4.Role of anticoagulation with apixaban in left‑sided atrial tachycardias
Fraz Ahmed BAIG ; Muhammad Syed ANWAR ; Muhammad Firdous KHAN ; Aroon KUMAR ; F. N. U. MUSKAN ; Jiyanth PARKASH ; Ali KARIM ; Iftikhar AHMED ; Waheed AKHTAR ; Jahanzeb MALIK
International Journal of Arrhythmia 2024;25(2):10-
Background:
Atrial tachycardia poses challenges in patient management due to the associated risks of stroke and systemic embolism. While anticoagulation is recommended in atrial fibrillation (AF), its role in atrial tachycardia remains less defined. This prospective study aimed to evaluate the efficacy and safety of apixaban, a direct oral anticoagulant, in individuals diagnosed with left-sided atrial tachycardias.
Methods:
Patients diagnosed with left-sided atrial tachycardia (n = 439) were observed over 3 years. Baseline characteristics, medication regimens, and clinical outcomes were assessed. Apixaban-treated individuals (n = 213) received standard or reduced dosages, while the control group (n = 226) received standard care. Primary outcomes included stroke, systemic embolism, bleeding, and mortality rates.
Results:
Baseline characteristics were comparable between groups.
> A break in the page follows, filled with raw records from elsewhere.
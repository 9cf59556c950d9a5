//! Port migration for the Hysteria2 listener and the panel
//!
//! Each migration walks `Requested -> Validated -> FirewallUpdated ->
//! ConfigRewritten -> DaemonRestarted -> Done`. Firewall and fail2ban calls
//! only produce warnings; every other step aborts the migration and the error
//! names the step and the stores already changed. Nothing is rolled back.

use serde::Serialize;
use std::path::PathBuf;
use std::sync::Arc;
use tracing::info;

use crate::command::CommandRunner;
use crate::config::VpnctlConfig;
use crate::docker::DockerController;
use crate::error::{VpnctlError, VpnctlResult};
use crate::firewall::{FirewallController, Protocol};
use crate::operation::StepLog;
use crate::secrets::{defaults, keys, SecretStore};
use crate::template;
use crate::validation::{validate_port, PortKind};

#[derive(Debug, Clone, Copy, PartialEq, Eq, Serialize)]
pub enum MigrationState {
    Requested,
    Validated,
    FirewallUpdated,
    ConfigRewritten,
    DaemonRestarted,
    Done,
}

#[derive(Debug, Clone, Copy, PartialEq, Eq, Serialize)]
#[serde(rename_all = "snake_case")]
pub enum MigrationTarget {
    Hysteria,
    Panel,
}

#[derive(Debug, Clone, Serialize)]
pub struct MigrationReport {
    pub target: MigrationTarget,
    pub old_port: u16,
    pub new_port: u16,
    pub completed: Vec<MigrationState>,
    /// Best-effort steps that did not succeed
    pub warnings: Vec<String>,
}

pub struct PortMigrator {
    firewall: FirewallController,
    docker: DockerController,
    hysteria_template: PathBuf,
    hysteria_config: PathBuf,
    hysteria_service: String,
    panel_container: String,
    panel_binary: String,
    fail2ban_jail: PathBuf,
}

impl PortMigrator {
    pub fn new(config: &VpnctlConfig, runner: Arc<dyn CommandRunner>) -> Self {
        Self {
            firewall: FirewallController::new(runner.clone()),
            docker: DockerController::new(
                runner,
                config.paths.project_dir.clone(),
                config.docker.helper_image.clone(),
            ),
            hysteria_template: config.hysteria_template(),
            hysteria_config: config.hysteria_config(),
            hysteria_service: config.docker.hysteria_service.clone(),
            panel_container: config.panel.container.clone(),
            panel_binary: config.panel.binary.clone(),
            fail2ban_jail: config.paths.fail2ban_jail.clone(),
        }
    }

    /// Move the Hysteria2 listener to `input`
    pub async fn change_hysteria_port(&self, store: &mut SecretStore, input: &str) -> VpnctlResult<MigrationReport> {
        let new_port = validate_port(input, PortKind::Listener)?;
        let old_port = stored_port(store, keys::HYSTERIA_PORT, defaults::HYSTERIA_PORT)?;

        let mut log = StepLog::new("hysteria port migration");
        let mut warnings = Vec::new();
        log.complete(MigrationState::Requested);

        if new_port == old_port {
            info!("Hysteria2 already listens on {}", new_port);
            return Ok(finished(MigrationTarget::Hysteria, old_port, new_port, log, warnings));
        }

        store
            .set(keys::HYSTERIA_PORT, &new_port.to_string())
            .map_err(|e| log.fail(MigrationState::Validated, e))?;
        log.mutated("secret store");
        log.complete(MigrationState::Validated);

        warnings.extend(self.firewall.delete_allow(old_port, Protocol::Udp).await);
        warnings.extend(
            self.firewall
                .allow(new_port, Protocol::Udp, "Hysteria2 (Auto)")
                .await,
        );
        log.complete(MigrationState::FirewallUpdated);

        template::apply_hysteria_config(
            store,
            &self.hysteria_template,
            &self.hysteria_config,
            old_port,
            new_port,
        )
        .map_err(|e| log.fail(MigrationState::ConfigRewritten, e))?;
        log.mutated("hysteria2 config");
        log.complete(MigrationState::ConfigRewritten);

        self.docker
            .restart_service(&self.hysteria_service)
            .await
            .map_err(|e| log.fail(MigrationState::DaemonRestarted, e))?;
        log.complete(MigrationState::DaemonRestarted);

        Ok(finished(MigrationTarget::Hysteria, old_port, new_port, log, warnings))
    }

    /// Move the panel web UI to `input`
    ///
    /// The new firewall rule goes in before the old one is dropped so the
    /// operator is never locked out of the panel.
    pub async fn change_panel_port(&self, store: &mut SecretStore, input: &str) -> VpnctlResult<MigrationReport> {
        let new_port = validate_port(input, PortKind::Panel)?;
        let old_port = stored_port(store, keys::XUI_PORT, defaults::XUI_PORT)?;

        let mut log = StepLog::new("panel port migration");
        let mut warnings = Vec::new();
        log.complete(MigrationState::Requested);

        if new_port == old_port {
            info!("Panel already listens on {}", new_port);
            return Ok(finished(MigrationTarget::Panel, old_port, new_port, log, warnings));
        }

        store
            .set(keys::XUI_PORT, &new_port.to_string())
            .map_err(|e| log.fail(MigrationState::Validated, e))?;
        log.mutated("secret store");
        log.complete(MigrationState::Validated);

        warnings.extend(
            self.firewall
                .allow(new_port, Protocol::Tcp, "3x-ui Panel (new)")
                .await,
        );
        warnings.extend(self.firewall.delete_allow(old_port, Protocol::Tcp).await);
        log.complete(MigrationState::FirewallUpdated);

        let port_arg = new_port.to_string();
        self.docker
            .exec(
                &self.panel_container,
                &[self.panel_binary.as_str(), "setting", "-port", port_arg.as_str()],
            )
            .await
            .map_err(|e| log.fail(MigrationState::ConfigRewritten, e))?;
        log.mutated("panel settings");

        if self.fail2ban_jail.exists() {
            match self.firewall.update_jail_port(&self.fail2ban_jail, old_port, new_port) {
                Some(warning) => warnings.push(warning),
                None => {
                    log.mutated("fail2ban jail");
                    warnings.extend(self.firewall.restart_fail2ban().await);
                }
            }
        } else {
            warnings.push(format!(
                "No fail2ban jail at {}, intrusion prevention not updated",
                self.fail2ban_jail.display()
            ));
        }
        log.complete(MigrationState::ConfigRewritten);

        self.docker
            .restart_container(&self.panel_container)
            .await
            .map_err(|e| log.fail(MigrationState::DaemonRestarted, e))?;
        log.complete(MigrationState::DaemonRestarted);

        Ok(finished(MigrationTarget::Panel, old_port, new_port, log, warnings))
    }
}

/// Port currently recorded in the store
pub(crate) fn stored_port(store: &SecretStore, key: &str, default: &str) -> VpnctlResult<u16> {
    let value = store.get_or(key, default);
    validate_port(value, PortKind::Listener)
        .map_err(|_| VpnctlError::validation(format!("{} in the secret store is not a port: {}", key, value)))
}

fn finished(
    target: MigrationTarget,
    old_port: u16,
    new_port: u16,
    mut log: StepLog<MigrationState>,
    warnings: Vec<String>,
) -> MigrationReport {
    if log.last_completed() == Some(MigrationState::Requested) {
        log.complete(MigrationState::Validated);
    }
    log.complete(MigrationState::Done);
    MigrationReport {
        target,
        old_port,
        new_port,
        completed: log.into_completed(),
        warnings,
    }
}
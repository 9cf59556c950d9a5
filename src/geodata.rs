//! Routing rule databases (geoip.dat / geosite.dat) inside the panel container

use std::sync::Arc;
use tracing::info;

use crate::command::CommandRunner;
use crate::config::{GeodataSettings, PanelSettings, VpnctlConfig};
use crate::docker::DockerController;
use crate::error::{VpnctlError, VpnctlResult};

pub struct GeodataUpdater {
    docker: DockerController,
    settings: GeodataSettings,
    panel: PanelSettings,
}

impl GeodataUpdater {
    pub fn new(config: &VpnctlConfig, runner: Arc<dyn CommandRunner>) -> Self {
        Self {
            docker: DockerController::new(
                runner,
                config.paths.project_dir.clone(),
                config.docker.helper_image.clone(),
            ),
            settings: config.geodata.clone(),
            panel: config.panel.clone(),
        }
    }

    /// Shell script downloading both files into every target directory
    fn download_script(&self) -> VpnctlResult<String> {
        if self.settings.target_dirs.is_empty() {
            return Err(VpnctlError::config("geodata.target_dirs is empty"));
        }
        let mut steps = Vec::new();
        for dir in &self.settings.target_dirs {
            for (file, url) in [
                ("geoip.dat", &self.settings.geoip_url),
                ("geosite.dat", &self.settings.geosite_url),
            ] {
                steps.push(format!("wget -O {}/{} {}", dir.trim_end_matches('/'), file, url));
            }
        }
        Ok(steps.join(" && "))
    }

    /// Download fresh databases and restart the panel to load them
    pub async fn update(&self) -> VpnctlResult<()> {
        let script = self.download_script()?;
        info!("Updating geodata in container {}", self.panel.container);
        self.docker
            .exec(&self.panel.container, &["bash", "-c", script.as_str()])
            .await?;
        self.docker.restart_container(&self.panel.container).await?;
        info!("Geodata updated");
        Ok(())
    }
}

#[cfg(test)]
mod tests {
    use super::*;
    use crate::command::testing::RecordingRunner;

    #[tokio::test]
    async fn test_update_downloads_then_restarts() {
        let runner = Arc::new(RecordingRunner::new());
        GeodataUpdater::new(&VpnctlConfig::default(), runner.clone())
            .update()
            .await
            .unwrap();

        let calls = runner.calls();
        assert_eq!(calls.len(), 2);
        assert_eq!(&calls[0].args[..4], &["exec", "3x-ui", "bash", "-c"]);
        let script = &calls[0].args[4];
        assert_eq!(script.matches("wget -O ").count(), 4);
        assert!(script.contains("wget -O /usr/local/x-ui/bin/geoip.dat https://github.com/Loyalsoldier/"));
        assert!(script.contains("/usr/local/x-ui/bin/v2ray-rules-dat/geosite.dat"));
        assert_eq!(calls[1].command_line(), "docker restart 3x-ui");
    }

    #[tokio::test]
    async fn test_download_failure_skips_restart() {
        let runner = Arc::new(RecordingRunner::new());
        runner.fail("wget", "wget: bad address 'github.com'");

        let err = GeodataUpdater::new(&VpnctlConfig::default(), runner.clone())
            .update()
            .await
            .unwrap_err();
        assert!(matches!(err, VpnctlError::ExternalProcess { .. }));
        assert_eq!(runner.calls().len(), 1);
    }
}
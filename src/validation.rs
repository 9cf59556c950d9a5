//! Input validation and sanitization
//!
//! Everything an operator types is checked here before any store is touched.

use crate::error::{VpnctlError, VpnctlResult};
use std::net::IpAddr;

/// Lowest port the panel may move to (non-privileged range)
pub const MIN_PANEL_PORT: u16 = 1024;

/// Maximum length for configuration values written into daemon configs
const MAX_CONFIG_VALUE_LEN: usize = 255;

/// Maximum length for command output surfaced to the operator
const MAX_ERROR_MESSAGE_LEN: usize = 500;

/// Which listener a port is destined for; the allowed range differs
#[derive(Debug, Clone, Copy, PartialEq, Eq)]
pub enum PortKind {
    /// VPN daemon listener, 1-65535
    Listener,
    /// Admin panel, 1024-65535
    Panel,
}

/// Parse and range-check an operator supplied port
///
/// Only plain ASCII digits are accepted: no sign, no whitespace, no empty input.
pub fn validate_port(input: &str, kind: PortKind) -> VpnctlResult<u16> {
    if input.is_empty() {
        return Err(VpnctlError::validation("Port cannot be empty"));
    }

    if !input.chars().all(|c| c.is_ascii_digit()) {
        return Err(VpnctlError::validation(format!(
            "Port must be numeric: {}",
            input
        )));
    }

    // Digits only, so the sole parse failure left is overflow
    let port: u32 = input
        .parse()
        .map_err(|_| VpnctlError::validation(format!("Port out of range: {}", input)))?;

    let min = match kind {
        PortKind::Listener => 1,
        PortKind::Panel => MIN_PANEL_PORT as u32,
    };

    if port < min || port > u16::MAX as u32 {
        return Err(VpnctlError::validation(format!(
            "Port {} outside allowed range {}-{}",
            input,
            min,
            u16::MAX
        )));
    }

    Ok(port as u16)
}

/// Validate a hostname or IP literal used as SNI or server address
pub fn validate_hostname(host: &str) -> VpnctlResult<()> {
    if host.is_empty() {
        return Err(VpnctlError::validation("Hostname cannot be empty"));
    }

    if host.len() > 253 {
        return Err(VpnctlError::validation("Hostname too long"));
    }

    if host.parse::<IpAddr>().is_ok() {
        return Ok(());
    }

    for c in host.chars() {
        if !c.is_ascii_alphanumeric() && c != '-' && c != '.' {
            return Err(VpnctlError::validation(format!(
                "Invalid hostname character: {}",
                c
            )));
        }
    }

    if host.starts_with('-') || host.starts_with('.') || host.ends_with('-') || host.ends_with('.') {
        return Err(VpnctlError::validation("Invalid hostname format"));
    }

    Ok(())
}

/// Reject values that would break a line-oriented config file
pub fn sanitize_config_value(value: &str) -> VpnctlResult<String> {
    if value.chars().any(|c| c.is_control() && c != '\t') {
        return Err(VpnctlError::validation(
            "Configuration value contains invalid control characters",
        ));
    }

    if value.len() > MAX_CONFIG_VALUE_LEN {
        return Err(VpnctlError::validation(format!(
            "Configuration value too long (max {} characters)",
            MAX_CONFIG_VALUE_LEN
        )));
    }

    Ok(value.to_string())
}

/// Trim command output before it is surfaced in an error
pub fn sanitize_error_message(stderr: &str) -> String {
    let mut sanitized = stderr.trim().to_string();

    if sanitized.len() > MAX_ERROR_MESSAGE_LEN {
        let mut cut = MAX_ERROR_MESSAGE_LEN;
        while !sanitized.is_char_boundary(cut) {
            cut -= 1;
        }
        sanitized.truncate(cut);
        sanitized.push_str("... (truncated)");
    }

    sanitized
}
The apixaban cohort showed a lower incidence of stroke (7.0% vs. 9.3%, p = 0.027) and decreased all-cause mortality (11.7% vs. 12.8%, p = 0.012) compared to controls.No significant differences were found in major bleeding or systemic embolization between groups.
Conclusion
Apixaban demonstrated a potential benefit in reducing stroke and mortality rates in patients with leftsided atrial tachycardia. While requiring further validation, these findings suggest a potential role for apixaban in anticoagulation strategies for atrial tachycardia management.